* **Material provided**
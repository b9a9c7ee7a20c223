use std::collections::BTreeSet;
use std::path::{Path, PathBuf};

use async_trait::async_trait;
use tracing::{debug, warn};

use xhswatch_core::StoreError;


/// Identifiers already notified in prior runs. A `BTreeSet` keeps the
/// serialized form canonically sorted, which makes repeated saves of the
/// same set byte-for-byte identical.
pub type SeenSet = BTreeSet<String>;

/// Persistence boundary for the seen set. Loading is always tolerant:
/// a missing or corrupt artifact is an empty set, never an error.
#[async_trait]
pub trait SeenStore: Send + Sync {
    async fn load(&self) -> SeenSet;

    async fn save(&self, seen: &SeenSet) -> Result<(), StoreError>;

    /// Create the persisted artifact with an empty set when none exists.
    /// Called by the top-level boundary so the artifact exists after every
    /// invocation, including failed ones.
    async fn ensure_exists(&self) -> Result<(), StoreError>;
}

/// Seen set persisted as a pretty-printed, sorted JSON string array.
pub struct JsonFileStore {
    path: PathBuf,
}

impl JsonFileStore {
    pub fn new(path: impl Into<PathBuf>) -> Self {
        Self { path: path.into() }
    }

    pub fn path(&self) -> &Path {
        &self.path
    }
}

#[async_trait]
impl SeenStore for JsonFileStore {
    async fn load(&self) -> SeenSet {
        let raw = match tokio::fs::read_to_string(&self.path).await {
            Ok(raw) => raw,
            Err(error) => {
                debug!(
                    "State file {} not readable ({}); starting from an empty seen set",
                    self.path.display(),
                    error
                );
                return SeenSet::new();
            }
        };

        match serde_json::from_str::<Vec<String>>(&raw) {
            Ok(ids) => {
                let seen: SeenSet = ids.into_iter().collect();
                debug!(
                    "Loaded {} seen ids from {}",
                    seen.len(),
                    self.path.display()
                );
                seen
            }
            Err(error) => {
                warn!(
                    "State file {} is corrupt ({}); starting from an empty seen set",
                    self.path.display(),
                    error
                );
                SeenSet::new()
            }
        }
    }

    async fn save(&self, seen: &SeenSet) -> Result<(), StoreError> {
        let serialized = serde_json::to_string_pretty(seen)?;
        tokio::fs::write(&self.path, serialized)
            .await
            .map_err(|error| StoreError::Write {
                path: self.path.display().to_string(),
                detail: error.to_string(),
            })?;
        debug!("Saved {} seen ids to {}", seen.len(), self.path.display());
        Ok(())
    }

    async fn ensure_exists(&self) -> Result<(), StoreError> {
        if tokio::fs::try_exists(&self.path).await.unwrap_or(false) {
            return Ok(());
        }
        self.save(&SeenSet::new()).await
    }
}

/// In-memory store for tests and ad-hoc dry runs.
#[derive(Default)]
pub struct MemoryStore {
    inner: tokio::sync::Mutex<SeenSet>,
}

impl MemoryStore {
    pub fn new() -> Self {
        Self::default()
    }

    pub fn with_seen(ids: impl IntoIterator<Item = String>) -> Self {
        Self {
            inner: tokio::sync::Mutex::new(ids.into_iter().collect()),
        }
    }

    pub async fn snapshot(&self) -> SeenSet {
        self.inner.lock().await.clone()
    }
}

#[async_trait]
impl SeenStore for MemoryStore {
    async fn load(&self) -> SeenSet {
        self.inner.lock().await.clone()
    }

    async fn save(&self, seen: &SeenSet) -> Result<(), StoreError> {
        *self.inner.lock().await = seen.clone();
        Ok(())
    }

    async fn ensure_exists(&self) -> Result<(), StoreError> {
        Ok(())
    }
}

* **Directions**
Say how many lines in the records hold "struct", with the number as the whole reply.

* **Exercise output**
2